Fresh from the rains of these past weeks into this new year, water reminds us of life itself and the promises of new life symbolized in baptism.
Yet water is full of paradox, of life and death, of beauty and terror and transformation.
“I am haunted by waters.” These are the last words of Norman Maclean’s novella, A River Runs Through It. Waters haunt all of us.
The human imagination is consumed with images of water, and rightly so. Our bodies are made up of water. If we fail to drink or if we are prevented from drinking, we will expire. Drought means the possibility of death for both land and humans—too little rainfall and life as we know it is threatened.
Water is also dangerous, chaotic, and devastating. In the ancient world the primeval disorder takes shape in the form of a watery chaos or monsters from the deep. An abundance of rain can lead to the land’s fertility, but too much water will drown the crops. Hurricanes and tsunamis remind us that water can be an agent of death. The watery depths of the sea are a great unknown. We know that we cannot tame or master them and that, as generations come and go, the water remains.
Water will play a central role in the coming decades or centuries. Will the waters bring death or life? Humanity has a tremendous role in answering that question.

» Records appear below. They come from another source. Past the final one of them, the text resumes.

//! Unified error types for the blewatch core library.
//!
//! Each module has its own specific error type ([`ConfigError`], [`SettingsError`],
//! [`AdvertisementError`]) and they all convert into [`BlewatchError`].
//!
//! Most core operations never surface these errors to a user. Loading the manufacturer
//! table, loading saved devices and persisting bookmarks all degrade to a safe default
//! and log a warning instead. The errors exist for the layers that *do* want to know,
//! such as the command line reporting a bad config file.
//!
//! # Example
//!
//! ```rust
//! use blewatch_core::error::{BlewatchError, Result};
//!
//! fn require_id(id: &str) -> Result<&str> {
//!     if id.is_empty() {
//!         return Err(BlewatchError::InvalidPeripheralId(id.to_string()));
//!     }
//!     Ok(id)
//! }
//! # assert!(require_id("").is_err());
//! ```

use std::path::PathBuf;

use thiserror::Error;

pub use crate::advertisement::AdvertisementError;
pub use crate::config::ConfigError;
pub use crate::settings::SettingsError;

/// The unified error type for all blewatch operations.
#[derive(Debug, Error)]
pub enum BlewatchError {
    // =========================================================================
    // CONFIGURATION ERRORS
    // =========================================================================
    /// The configuration file was not found at the expected path.
    #[error("Configuration file not found at: {}", .0.display())]
    ConfigNotFound(PathBuf),

    /// The configuration could not be parsed.
    #[error("Failed to parse configuration: {0}")]
    ConfigParseError(String),

    /// The configuration was parsed but contains invalid values.
    #[error("Configuration validation failed: {0}")]
    ConfigValidationError(String),

    // =========================================================================
    // ADVERTISEMENT ERRORS
    // =========================================================================
    /// Manufacturer data given as text was not valid hexadecimal.
    #[error("Invalid hex payload: '{0}'")]
    InvalidHex(String),

    /// A peripheral identifier was empty.
    #[error("Invalid peripheral identifier: '{0}'")]
    InvalidPeripheralId(String),

    // =========================================================================
    // TRACKER ERRORS
    // =========================================================================
    /// The tracker worker task has stopped and no longer accepts commands.
    #[error("Device tracker worker has stopped")]
    TrackerStopped,

    // =========================================================================
    // PERSISTENCE & I/O ERRORS
    // =========================================================================
    /// An error occurred while persisting or reading settings.
    #[error("Persistence error: {0}")]
    PersistenceError(String),

    /// Saved data could not be encoded.
    #[error("Serialization error: {0}")]
    SerializeError(#[from] serde_json::Error),

    /// A low-level I/O error occurred.
    #[error("I/O error: {0}")]
    IoError(#[from] std::io::Error),
}

/// A specialized [`Result`] type for blewatch operations.
pub type Result<T> = std::result::Result<T, BlewatchError>;

impl BlewatchError {
    /// Returns `true` if this error is related to configuration.
    #[inline]
    #[must_use]
    pub const fn is_config_error(&self) -> bool {
        matches!(
            self,
            Self::ConfigNotFound(_) | Self::ConfigParseError(_) | Self::ConfigValidationError(_)
        )
    }

    /// Returns `true` if this error came from malformed scan input.
    #[inline]
    #[must_use]
    pub const fn is_input_error(&self) -> bool {
        matches!(self, Self::InvalidHex(_) | Self::InvalidPeripheralId(_))
    }

    /// Returns `true` if this error is related to I/O or persistence.
    #[inline]
    #[must_use]
    pub const fn is_io_error(&self) -> bool {
        matches!(
            self,
            Self::PersistenceError(_) | Self::SerializeError(_) | Self::IoError(_)
        )
    }

    /// Returns a machine-readable error code.
    #[inline]
    #[must_use]
    pub const fn error_code(&self) -> &'static str {
        match self {
            Self::ConfigNotFound(_) => "CONFIG_NOT_FOUND",
            Self::ConfigParseError(_) => "CONFIG_PARSE_ERROR",
            Self::ConfigValidationError(_) => "CONFIG_VALIDATION_ERROR",
            Self::InvalidHex(_) => "INVALID_HEX",
            Self::InvalidPeripheralId(_) => "INVALID_PERIPHERAL_ID",
            Self::TrackerStopped => "TRACKER_STOPPED",
            Self::PersistenceError(_) => "PERSISTENCE_ERROR",
            Self::SerializeError(_) => "SERIALIZE_ERROR",
            Self::IoError(_) => "IO_ERROR",
        }
    }
}

// =============================================================================
// CONVERSIONS FROM MODULE-SPECIFIC ERRORS
// =============================================================================

impl From<ConfigError> for BlewatchError {
    fn from(err: ConfigError) -> Self {
        match err {
            ConfigError::NotFound(path) => Self::ConfigNotFound(path),
            ConfigError::Load(e) => Self::ConfigParseError(e.to_string()),
            ConfigError::Serialize(e) => Self::ConfigParseError(e.to_string()),
            ConfigError::WriteError { path, source } => {
                Self::PersistenceError(format!("Failed to write {}: {}", path.display(), source))
            }
            ConfigError::Validation { field, message } => {
                Self::ConfigValidationError(format!("{field}: {message}"))
            }
        }
    }
}

impl From<SettingsError> for BlewatchError {
    fn from(err: SettingsError) -> Self {
        match err {
            SettingsError::ReadError { path, source } => {
                Self::PersistenceError(format!("Failed to read {}: {}", path.display(), source))
            }
            SettingsError::WriteError { path, source } => {
                Self::PersistenceError(format!("Failed to write {}: {}", path.display(), source))
            }
            SettingsError::CreateDirError { path, source } => Self::PersistenceError(format!(
                "Failed to create directory {}: {}",
                path.display(),
                source
            )),
            SettingsError::NoDataDir => {
                Self::PersistenceError("Cannot determine data directory".to_string())
            }
            SettingsError::Unavailable { key } => {
                Self::PersistenceError(format!("Settings store rejected write of '{key}'"))
            }
        }
    }
}

impl From<AdvertisementError> for BlewatchError {
    fn from(err: AdvertisementError) -> Self {
        match err {
            AdvertisementError::InvalidHex { input, .. } => Self::InvalidHex(input),
        }
    }
}

// =============================================================================
// TESTS
// =============================================================================

#[cfg(test)]
mod tests {
    use super::*;
    use std::io::{Error as IoErr, ErrorKind};

    #[test]
    fn test_config_error_classification() {
        assert!(BlewatchError::ConfigNotFound(PathBuf::from("/test")).is_config_error());
        assert!(BlewatchError::ConfigParseError("syntax error".into()).is_config_error());
        assert!(BlewatchError::ConfigValidationError("bad".into()).is_config_error());

        assert!(!BlewatchError::InvalidHex("zz".into()).is_config_error());
    }

    #[test]
    fn test_io_error_classification() {
        assert!(BlewatchError::PersistenceError("disk full".into()).is_io_error());
        assert!(BlewatchError::IoError(IoErr::new(ErrorKind::NotFound, "test")).is_io_error());

        assert!(!BlewatchError::InvalidPeripheralId(String::new()).is_io_error());
    }

    #[test]
    fn test_input_error_classification() {
        assert!(BlewatchError::InvalidHex("zz".into()).is_input_error());
        assert!(BlewatchError::InvalidPeripheralId(String::new()).is_input_error());
        assert!(!BlewatchError::PersistenceError("x".into()).is_input_error());
    }

    #[test]
    fn test_error_codes() {
        assert_eq!(
            BlewatchError::ConfigNotFound(PathBuf::new()).error_code(),
            "CONFIG_NOT_FOUND"
        );
        assert_eq!(BlewatchError::InvalidHex("q".into()).error_code(), "INVALID_HEX");
        assert_eq!(BlewatchError::TrackerStopped.error_code(), "TRACKER_STOPPED");
    }

    #[test]
    fn test_from_settings_error() {
        let err: BlewatchError = SettingsError::Unavailable {
            key: "savedDevices".into(),
        }
        .into();
        assert!(err.is_io_error());
        assert!(err.to_string().contains("savedDevices"));
    }

    #[test]
    fn test_from_config_validation_error() {
        let err: BlewatchError = ConfigError::Validation {
            field: "render_interval_secs".into(),
            message: "must be positive".into(),
        }
        .into();
        assert!(err.is_config_error());
        assert!(err.to_string().contains("render_interval_secs"));
    }

    #[test]
    fn test_from_io_error() {
        let io_err = IoErr::new(ErrorKind::NotFound, "file not found");
        let err: BlewatchError = io_err.into();
        assert!(matches!(err, BlewatchError::IoError(_)));
    }

    #[test]
    fn test_error_is_send_and_sync() {
        fn assert_send<T: Send>() {}
        fn assert_sync<T: Sync>() {}

        assert_send::<BlewatchError>();
        assert_sync::<BlewatchError>();
    }
}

Let us recall our baptism, reaching back to hear the voice that speaks to us out of the waters—the voice that proclaims to a world of conflict that we are all “very good” and claims us all as “beloved.” The Spirit moves in and out of our busy lives, and there are times when I recognize the Spirit’s hovering presence beckoning all to a different order, to a new creation. As I reach for the water, whether in a font or on the ocean’s edge, I find myself trying to connect to the chaotic, life-giving and mysterious power that resides in its depths. One day I hope that I can say along with Langston Hughes: “I’ve known rivers: ancient, dusky rivers. My soul has grown deep like the rivers.”